- Source data -
BEGIN
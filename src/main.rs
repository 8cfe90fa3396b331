// Sample driver for the hubfile client.
// Reads configuration from config.toml / HUBFILE_* and runs one command.

use std::path::Path;

use hubfile::{GitHubClient, HubError, Result};
use tracing_subscriber::EnvFilter;

const USAGE: &str = "usage: hubfile <readme | ls [dir] | cat <path> | upload <file> [path] | delete <path> | rate>";

#[tokio::main]
async fn main() -> Result<()> {
    tracing_subscriber::fmt()
        .with_env_filter(EnvFilter::from_default_env())
        .with_writer(std::io::stderr)
        .init();

    let args: Vec<String> = std::env::args().skip(1).collect();
    let args: Vec<&str> = args.iter().map(String::as_str).collect();

    let client = GitHubClient::from_env()?;

    if client.rate_limit_exceeded().await? {
        eprintln!("Rate limit has been exceeded - terminating...");
        return Ok(());
    }

    match args.as_slice() {
        [] | ["readme"] => match client.get_readme_content().await? {
            Some(text) => println!("{}", text),
            None => println!("No README found"),
        },
        ["ls", rest @ ..] => {
            let listing = match rest.first() {
                Some(dir) => client.get_contents_at(dir).await?,
                None => client.get_contents().await?,
            };
            for entry in listing.unwrap_or_default() {
                let url = entry.download_url.as_deref().unwrap_or("-");
                println!("{} [{}] [{}]", entry.name, entry.size, url);
            }
        }
        ["cat", path] => match client.get_file_contents(path).await? {
            Some(text) => print!("{}", text),
            None => println!("File not found"),
        },
        ["upload", file, rest @ ..] => {
            let commit = client
                .upload_content(Path::new(file), rest.first().copied())
                .await?;
            println!("File uploaded ({})", commit.commit.sha);
        }
        ["delete", path] => {
            if client.delete_content(path).await? {
                println!("File deleted");
            } else {
                println!("File not deleted");
            }
        }
        ["rate"] => {
            let rate = client.get_rate_limit().await?;
            println!("Rate Limit: {}\nRate Remaining: {}", rate.limit, rate.remaining);
        }
        _ => return Err(HubError::invalid(USAGE)),
    }

    Ok(())
}
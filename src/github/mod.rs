// GitHub API module.
// Request building, transport, conditional execution, and typed endpoints.

pub mod client;
pub mod endpoints;
pub mod executor;
pub mod request;
pub mod transport;
pub mod types;

pub use client::GitHubClient;
pub use executor::{CachePolicy, ConditionalExecutor, Outcome};
pub use request::{PreparedRequest, RequestBuilder};
pub use transport::{ReqwestTransport, Transport, TransportResponse};
pub use types::*;
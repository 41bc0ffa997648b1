use crate::commands::common::{
    authenticated_client, client_error, format_note_lines, note_to_list_item, NoteListItem,
};
use crate::error::CliError;

pub async fn run_list(api_url: &str, limit: usize, as_json: bool) -> Result<(), CliError> {
    let (client, _) = authenticated_client(api_url)?;
    let mut notes = client.list_notes().await.map_err(client_error)?;
    notes.truncate(limit);

    if as_json {
        let json_items = notes
            .iter()
            .map(note_to_list_item)
            .collect::<Vec<NoteListItem>>();
        println!("{}", serde_json::to_string_pretty(&json_items)?);
    } else if notes.is_empty() {
        println!("No notes yet. Create one with `jotter add`.");
    } else {
        for line in format_note_lines(&notes) {
            println!("{line}");
        }
    }

    Ok(())
}
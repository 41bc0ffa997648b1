//! Note model

use regex::Regex;
use serde::{Deserialize, Serialize};
use std::fmt;
use std::str::FromStr;
use std::sync::OnceLock;

use super::UserId;
use crate::error::{Error, Result};

/// Maximum title length, counted in UTF-16 code units like the web clients do.
pub const MAX_TITLE_LEN: usize = 255;

/// Server-assigned note identifier
#[derive(Debug, Clone, Copy, PartialEq, Eq, PartialOrd, Ord, Hash, Serialize, Deserialize)]
#[serde(transparent)]
pub struct NoteId(i64);

impl NoteId {
    #[must_use]
    pub const fn new(raw: i64) -> Self {
        Self(raw)
    }

    #[must_use]
    pub const fn get(self) -> i64 {
        self.0
    }
}

impl fmt::Display for NoteId {
    fn fmt(&self, f: &mut fmt::Formatter<'_>) -> fmt::Result {
        write!(f, "{}", self.0)
    }
}

impl FromStr for NoteId {
    type Err = std::num::ParseIntError;

    fn from_str(s: &str) -> std::result::Result<Self, Self::Err> {
        Ok(Self(s.trim().parse()?))
    }
}

/// A note owned by a single user
#[derive(Debug, Clone, PartialEq, Eq, Serialize, Deserialize)]
pub struct Note {
    /// Unique identifier
    pub id: NoteId,
    /// Owner; never changes after creation
    pub user_id: UserId,
    /// Short title, at most [`MAX_TITLE_LEN`] code units
    pub title: String,
    /// Rich-text HTML fragment
    pub content: String,
    /// Creation timestamp (Unix ms)
    pub created_at: i64,
    /// Last update timestamp (Unix ms)
    pub updated_at: i64,
}

impl Note {
    /// Plain-text rendering of the content, truncated to `max_len` characters
    #[must_use]
    pub fn preview(&self, max_len: usize) -> String {
        let text = html_to_plain_text(&self.content);
        if text.chars().count() <= max_len {
            return text;
        }
        let mut truncated = text
            .chars()
            .take(max_len.saturating_sub(3))
            .collect::<String>();
        truncated.push_str("...");
        truncated
    }
}

/// Title and content as submitted by a client
#[derive(Debug, Clone, PartialEq, Eq, Serialize, Deserialize)]
pub struct NoteDraft {
    pub title: String,
    pub content: String,
}

impl NoteDraft {
    pub fn new(title: impl Into<String>, content: impl Into<String>) -> Self {
        Self {
            title: title.into(),
            content: content.into(),
        }
    }

    /// Reject empty fields and over-long titles.
    pub fn validate(&self) -> Result<()> {
        if self.title.trim().is_empty() || self.content.trim().is_empty() {
            return Err(Error::InvalidInput(
                "Title and content are required".to_string(),
            ));
        }
        if self.title.encode_utf16().count() > MAX_TITLE_LEN {
            return Err(Error::InvalidInput(format!(
                "Title too long (max {MAX_TITLE_LEN} characters)"
            )));
        }
        Ok(())
    }
}

/// Strip markup from a rich-text fragment and collapse whitespace.
///
/// ```
/// use jotter_core::models::html_to_plain_text;
///
/// assert_eq!(html_to_plain_text("<p>Hello <b>world</b></p><p>again</p>"), "Hello world again");
/// ```
#[must_use]
pub fn html_to_plain_text(html: &str) -> String {
    static TAG: OnceLock<Regex> = OnceLock::new();
    let tag = TAG.get_or_init(|| Regex::new(r"<[^>]*>").expect("Invalid regex"));

    let stripped = tag.replace_all(html, " ");
    let decoded = stripped
        .replace("&nbsp;", " ")
        .replace("&lt;", "<")
        .replace("&gt;", ">")
        .replace("&quot;", "\"")
        .replace("&#39;", "'")
        .replace("&amp;", "&");
    decoded.split_whitespace().collect::<Vec<_>>().join(" ")
}

#[cfg(test)]
mod tests {
    use super::*;

    fn note(content: &str) -> Note {
        Note {
            id: NoteId::new(1),
            user_id: UserId::new(7),
            title: "T".to_string(),
            content: content.to_string(),
            created_at: 1,
            updated_at: 1,
        }
    }

    #[test]
    fn test_note_id_parse() {
        let parsed: NoteId = " 42 ".parse().unwrap();
        assert_eq!(parsed, NoteId::new(42));
        assert!("abc".parse::<NoteId>().is_err());
    }

    #[test]
    fn test_note_id_serializes_as_number() {
        let json = serde_json::to_string(&NoteId::new(5)).unwrap();
        assert_eq!(json, "5");
    }

    #[test]
    fn test_draft_requires_title_and_content() {
        assert!(NoteDraft::new("", "<p>x</p>").validate().is_err());
        assert!(NoteDraft::new("T", "").validate().is_err());
        assert!(NoteDraft::new("   ", "<p>x</p>").validate().is_err());
        assert!(NoteDraft::new("T", "<p>x</p>").validate().is_ok());
    }

    #[test]
    fn test_draft_title_length_limit() {
        let at_limit = "a".repeat(MAX_TITLE_LEN);
        assert!(NoteDraft::new(at_limit, "c").validate().is_ok());

        let over = "a".repeat(MAX_TITLE_LEN + 1);
        let err = NoteDraft::new(over, "c").validate().unwrap_err();
        assert!(err.to_string().contains("Title too long"));
    }

    #[test]
    fn test_draft_title_counts_utf16_units() {
        // Each emoji is two UTF-16 code units.
        let title = "\u{1F600}".repeat(128);
        assert!(NoteDraft::new(title, "c").validate().is_err());
    }

    #[test]
    fn test_html_to_plain_text() {
        assert_eq!(html_to_plain_text("<p><br></p>"), "");
        assert_eq!(
            html_to_plain_text("<h1>Title</h1><p>a &amp; b&nbsp;c</p>"),
            "Title a & b c"
        );
    }

    #[test]
    fn test_preview_truncates() {
        let note = note("<p>Hello wonderful world</p>");
        assert_eq!(note.preview(50), "Hello wonderful world");
        assert_eq!(note.preview(8), "Hello...");
    }
}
END
If a line in the data above holds the word "args", count it, and give only the final number.

3